Protein phosphatase biosensor for the detection of cyanotoxins associated with algal bloom

Abstract

The toxicity of microcystin is associated with the inhibition of serine/threonine protein phosphatases 1 and 2A, which can lead to hepatocyte necrosis and haemorrhage. Analysis of microcystin is most commonly carried out using reversed-phase high performance liquid chromatographic methods (HPLC) combined with ultra-violet (UV) detection .The ability of these techniques to identify unknown microcystin in environmental samples is also restricted by the lack of standard reference materials for the toxins. Highly specific recognition molecules such as antibodies and molecularly imprinted polymers (MIPs) have been employed in the pre-concentration of trace levels of microcystin from water and show great potential for the clean-up of complex samples for subsequent analysis. New biosensor technologies are also becoming available, with sufficient sensitivity and specificity to enable rapid ‗on-site‘ screening without the need for sample processing.

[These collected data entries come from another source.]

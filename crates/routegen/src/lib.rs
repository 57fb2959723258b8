//! Ahead-of-time route-helper compiler.
//!
//! routegen takes a declared route set — each route a path pattern of
//! literal and parameterized segments, bound to an action and an optional
//! helper name — and compiles it, once, into specialized path builders plus
//! a base-URL resolver. At call time nothing walks a route table: path
//! construction is string concatenation over pre-fused literals, and query
//! augmentation is filtering plus percent-encoding.
//!
//! # Quick Start
//!
//! ```
//! use routegen::prelude::*;
//!
//! let routes = vec![
//!     Route::new(
//!         "show",
//!         RoutePattern::builder().literal("users").param("id").build(),
//!     )
//!     .with_helper("user"),
//!     Route::new(
//!         "show",
//!         RoutePattern::builder().literal("docs").catch_all("path"),
//!     )
//!     .with_helper("docs"),
//! ];
//!
//! let helpers = HelperSet::build(routes).unwrap();
//!
//! assert_eq!(
//!     helpers.path("user", "show", &path_args![42]).unwrap(),
//!     "/users/42"
//! );
//! assert_eq!(
//!     helpers
//!         .path_with("user", "show", &path_args![42], [("tab", "posts")])
//!         .unwrap(),
//!     "/users/42?tab=posts"
//! );
//! assert_eq!(
//!     helpers
//!         .path("docs", "show", &[PathValue::rest(["guides", "intro"])])
//!         .unwrap(),
//!     "/docs/guides/intro"
//! );
//! ```
//!
//! # Design
//!
//! 1. **Specialize once** — templates are compiled per route at build time;
//!    helper signature collisions fail the build rather than overwrite
//! 2. **Pure at call time** — helpers and the URL resolver own no mutable
//!    state; the only memo is the explicit [`BaseUrlCache`]
//! 3. **Narrow collaborators** — the route source supplies [`Route`]
//!    values, configuration is read through [`ConfigProvider`]
//!
//! # Crate Structure
//!
//! - [`routegen_core`] — route and pattern data model
//! - [`routegen_helpers`] — compiled templates and the helper registry
//! - [`routegen_url`] — query encoding and base-URL resolution

#![forbid(unsafe_code)]

// Re-export crates
pub use routegen_core as core;
pub use routegen_helpers as helpers;
pub use routegen_url as url;

// Re-export commonly used types
pub use routegen_core::{PathValue, PatternBuilder, ReservedKeys, Route, RoutePattern, Segment};
pub use routegen_helpers::{
    Helper, HelperConflict, HelperSet, Op, PathError, PathTemplate, RenderError, join_path,
    path_args,
};
pub use routegen_url::{
    BaseUrl, BaseUrlCache, ConfigProvider, JsonConfig, Section, StaticConfig, UrlConfigError,
    append_query, append_query_json, encode_query, percent_encode, resolve_base_url,
};

use std::fmt;

/// Prelude module for convenient imports.
pub mod prelude {
    pub use crate::{
        BaseUrl, BaseUrlCache, ConfigProvider, FullUrlExt, Helper, HelperConflict, HelperSet,
        PathError, PathValue, ReservedKeys, Route, RoutePattern, Section, StaticConfig, UrlError,
        append_query, path_args, resolve_base_url,
    };
    pub use serde::{Deserialize, Serialize};
}

/// Errors from building a full URL: helper lookup/render or configuration.
#[derive(Debug, Clone, PartialEq, Eq)]
pub enum UrlError {
    /// The helper call failed.
    Path(PathError),
    /// Base-URL resolution failed.
    Config(UrlConfigError),
}

impl fmt::Display for UrlError {
    fn fmt(&self, f: &mut fmt::Formatter<'_>) -> fmt::Result {
        match self {
            Self::Path(err) => write!(f, "{err}"),
            Self::Config(err) => write!(f, "{err}"),
        }
    }
}

impl std::error::Error for UrlError {
    fn source(&self) -> Option<&(dyn std::error::Error + 'static)> {
        match self {
            Self::Path(err) => Some(err),
            Self::Config(err) => Some(err),
        }
    }
}

impl From<PathError> for UrlError {
    fn from(err: PathError) -> Self {
        Self::Path(err)
    }
}

impl From<UrlConfigError> for UrlError {
    fn from(err: UrlConfigError) -> Self {
        Self::Config(err)
    }
}

/// Extension trait joining helper paths with the cached base URL.
///
/// # Example
///
/// ```
/// use routegen::prelude::*;
///
/// let helpers = HelperSet::build([Route::new(
///     "show",
///     RoutePattern::builder().literal("users").param("id").build(),
/// )
/// .with_helper("user")])
/// .unwrap();
///
/// let cache = BaseUrlCache::new();
/// let config = StaticConfig::new()
///     .with_section("url", Section::new().with_host("example.com"));
///
/// let url = helpers
///     .full_url(&cache, &config, "user", "show", &path_args![42])
///     .unwrap();
/// assert_eq!(url, "http://example.com/users/42");
/// ```
pub trait FullUrlExt {
    /// Render a helper path and prepend the resolved base URL.
    fn full_url<C>(
        &self,
        cache: &BaseUrlCache,
        config: &C,
        helper: &str,
        action: &str,
        args: &[PathValue],
    ) -> Result<String, UrlError>
    where
        C: ConfigProvider + ?Sized;
}

impl FullUrlExt for HelperSet {
    fn full_url<C>(
        &self,
        cache: &BaseUrlCache,
        config: &C,
        helper: &str,
        action: &str,
        args: &[PathValue],
    ) -> Result<String, UrlError>
    where
        C: ConfigProvider + ?Sized,
    {
        let path = self.path(helper, action, args)?;
        Ok(cache.build_url(config, &path)?)
    }
}
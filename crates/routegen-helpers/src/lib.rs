//! Ahead-of-time compiled route helpers.
//!
//! This crate turns route declarations into specialized path builders,
//! once, at build time:
//!
//! - [`PathTemplate`] — the Segment Optimizer. Compiles a pattern into a
//!   minimal op list with all adjacent literals (and their `/` separators)
//!   fused into single strings, so rendering cost is proportional to the
//!   number of dynamic segments only.
//! - [`HelperSet`] — the helper registry. Compiles every named route,
//!   detects `(helper, action, arity)` collisions as a fatal build error,
//!   and exposes the two per-route entry points: path-only and
//!   path-plus-query-extras.
//!
//! Generation runs once, single-threaded; the compiled set is immutable and
//! every call-time operation is a pure function of its arguments.
//!
//! # Example
//!
//! ```
//! use routegen_core::{Route, RoutePattern};
//! use routegen_helpers::{HelperSet, path_args};
//!
//! let routes = vec![
//!     Route::new(
//!         "show",
//!         RoutePattern::builder().literal("users").param("id").build(),
//!     )
//!     .with_helper("user"),
//! ];
//!
//! let helpers = HelperSet::build(routes).unwrap();
//! let path = helpers.path("user", "show", &path_args![42]).unwrap();
//! assert_eq!(path, "/users/42");
//!
//! let with_query = helpers
//!     .path_with("user", "show", &path_args![42], [("tab", "posts")])
//!     .unwrap();
//! assert_eq!(with_query, "/users/42?tab=posts");
//! ```

#![forbid(unsafe_code)]

mod registry;
mod template;

pub use registry::{Helper, HelperConflict, HelperSet, PathError};
pub use template::{Op, PathTemplate, RenderError, join_path};

// Re-exported for the `path_args!` macro and for call sites that only
// depend on this crate.
pub use routegen_core::PathValue;

/// Build a `Vec<PathValue>` from display-able scalar arguments.
///
/// Catch-all routes take their final argument as
/// [`PathValue::rest`](routegen_core::PathValue::rest) explicitly.
///
/// # Example
///
/// ```
/// use routegen_helpers::{PathValue, path_args};
///
/// let args = path_args![42, "active"];
/// assert_eq!(
///     args,
///     vec![
///         PathValue::Segment("42".into()),
///         PathValue::Segment("active".into()),
///     ]
/// );
/// assert!(path_args![].is_empty());
/// ```
#[macro_export]
macro_rules! path_args {
    () => {
        ::std::vec::Vec::<$crate::PathValue>::new()
    };
    ($($value:expr),+ $(,)?) => {
        ::std::vec![$($crate::PathValue::from($value)),+]
    };
}
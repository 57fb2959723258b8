//! Compiled path templates.
//!
//! A [`PathTemplate`] is the intermediate representation the Segment
//! Optimizer produces: an ordered list of ops where every run of literal
//! segments — separators included — has been fused into a single string at
//! compile time. Rendering walks the ops once; purely literal runs cost one
//! `push_str` regardless of length.

use std::fmt;

use routegen_core::{PathValue, RoutePattern, Segment};

/// One rendering instruction.
#[derive(Debug, Clone, PartialEq, Eq)]
pub enum Op {
    /// Emit fused literal text (always begins with `/`).
    Literal(String),
    /// Emit the next argument as a single path component.
    Param {
        /// Binding name, for error reporting.
        name: String,
    },
    /// Emit the final argument as `/`-joined remaining components.
    /// Always the last op when present.
    JoinRest {
        /// Binding name, for error reporting.
        name: String,
    },
}

/// A pattern compiled into branch-free rendering instructions.
///
/// # Example
///
/// ```
/// use routegen_core::{PathValue, RoutePattern};
/// use routegen_helpers::PathTemplate;
///
/// let pattern = RoutePattern::builder()
///     .literal("users")
///     .param("id")
///     .literal("posts")
///     .build();
/// let template = PathTemplate::compile(&pattern);
///
/// let path = template.render(&[PathValue::from(42)]).unwrap();
/// assert_eq!(path, "/users/42/posts");
/// ```
#[derive(Debug, Clone, PartialEq, Eq)]
pub struct PathTemplate {
    ops: Vec<Op>,
    arity: usize,
}

impl PathTemplate {
    /// Compile a pattern into its op list.
    ///
    /// Single left-to-right pass with a literal accumulator: literal
    /// segments extend the accumulator; a parameter or catch-all flushes it
    /// (with its trailing `/`) and emits the dynamic op. The empty pattern
    /// compiles to the root path `/`. Any pattern is valid input.
    #[must_use]
    pub fn compile(pattern: &RoutePattern) -> Self {
        let mut ops = Vec::new();
        let mut acc = String::new();
        let mut arity = 0;

        for segment in pattern.segments() {
            match segment {
                Segment::Literal(text) => {
                    acc.push('/');
                    acc.push_str(text);
                }
                Segment::Param(name) => {
                    acc.push('/');
                    ops.push(Op::Literal(std::mem::take(&mut acc)));
                    ops.push(Op::Param { name: name.clone() });
                    arity += 1;
                }
                Segment::CatchAll(name) => {
                    acc.push('/');
                    ops.push(Op::Literal(std::mem::take(&mut acc)));
                    ops.push(Op::JoinRest { name: name.clone() });
                    arity += 1;
                }
            }
        }
        if !acc.is_empty() {
            ops.push(Op::Literal(acc));
        }
        if ops.is_empty() {
            ops.push(Op::Literal("/".to_string()));
        }

        Self { ops, arity }
    }

    /// The compiled ops, in rendering order.
    #[must_use]
    pub fn ops(&self) -> &[Op] {
        &self.ops
    }

    /// Number of arguments [`render`](Self::render) expects.
    #[must_use]
    pub fn arity(&self) -> usize {
        self.arity
    }

    /// Render the path for the given arguments, in pattern order.
    ///
    /// Values have already been stringified by [`PathValue`]; no shape
    /// validation happens here. Only structural mismatches error: wrong
    /// argument count, or a scalar/list kind mismatch against the pattern.
    pub fn render(&self, args: &[PathValue]) -> Result<String, RenderError> {
        if args.len() != self.arity {
            return Err(RenderError::Arity {
                expected: self.arity,
                got: args.len(),
            });
        }

        let mut out = String::new();
        let mut next = args.iter();
        for op in &self.ops {
            match op {
                Op::Literal(text) => out.push_str(text),
                Op::Param { name } => match next.next() {
                    Some(PathValue::Segment(value)) => out.push_str(value),
                    _ => {
                        return Err(RenderError::ExpectedSegment { name: name.clone() });
                    }
                },
                Op::JoinRest { name } => match next.next() {
                    Some(PathValue::Rest(values)) => {
                        for (idx, value) in values.iter().enumerate() {
                            if idx > 0 {
                                out.push('/');
                            }
                            out.push_str(value);
                        }
                    }
                    _ => {
                        return Err(RenderError::ExpectedRest { name: name.clone() });
                    }
                },
            }
        }
        Ok(out)
    }
}

/// Render a path from segments not known ahead of time.
///
/// The fallback for dynamic patterns: `/` followed by the components joined
/// with `/`. An empty sequence renders the root path.
///
/// # Example
///
/// ```
/// use routegen_helpers::join_path;
///
/// assert_eq!(join_path(["users", "42"]), "/users/42");
/// assert_eq!(join_path(std::iter::empty::<&str>()), "/");
/// ```
pub fn join_path<I, S>(segments: I) -> String
where
    I: IntoIterator<Item = S>,
    S: AsRef<str>,
{
    let mut out = String::new();
    for segment in segments {
        out.push('/');
        out.push_str(segment.as_ref());
    }
    if out.is_empty() {
        out.push('/');
    }
    out
}

/// Structural errors from rendering a compiled template.
#[derive(Debug, Clone, PartialEq, Eq)]
pub enum RenderError {
    /// Wrong number of arguments for the pattern.
    Arity {
        /// Bindings the pattern declares.
        expected: usize,
        /// Arguments supplied.
        got: usize,
    },
    /// A list value was supplied where one path component is bound.
    ExpectedSegment {
        /// The binding name.
        name: String,
    },
    /// A scalar value was supplied for a catch-all binding.
    ExpectedRest {
        /// The binding name.
        name: String,
    },
}

impl fmt::Display for RenderError {
    fn fmt(&self, f: &mut fmt::Formatter<'_>) -> fmt::Result {
        match self {
            Self::Arity { expected, got } => {
                write!(f, "expected {expected} path arguments, got {got}")
            }
            Self::ExpectedSegment { name } => {
                write!(f, "binding {name} takes a single path component, got a list")
            }
            Self::ExpectedRest { name } => {
                write!(f, "catch-all binding {name} takes a list of components")
            }
        }
    }
}

impl std::error::Error for RenderError {}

In this work we constructed a Protein phosphatase biosensor for detection of microcystin-LR in aqueous medium, onto polyamic acid/graphene oxide (PAA: GO) composite electrochemically synthesised in our laboratory. The composites were synthesised at three different ratios i.e. 50:50, 80:20 and 20:80 to evaluate the effect of each component in the search to produce highly conductive mediator platforms. The electrochemistries of the three different composites were evaluated using CV and SWV to study interfacial kinetics of the materials as thin films at the glassy carbon electrode. The phosphatase biosensor parameters were evaluated using CV, SWV, EIS and Uv-vis spectroscopy. The affinity binding of the microcystin-LR to protein phosphatase 2A was investigated using electrochemical impedance spectroscopy which is a highly sensitive method for measuring interfacial kinetics of biosensor systems.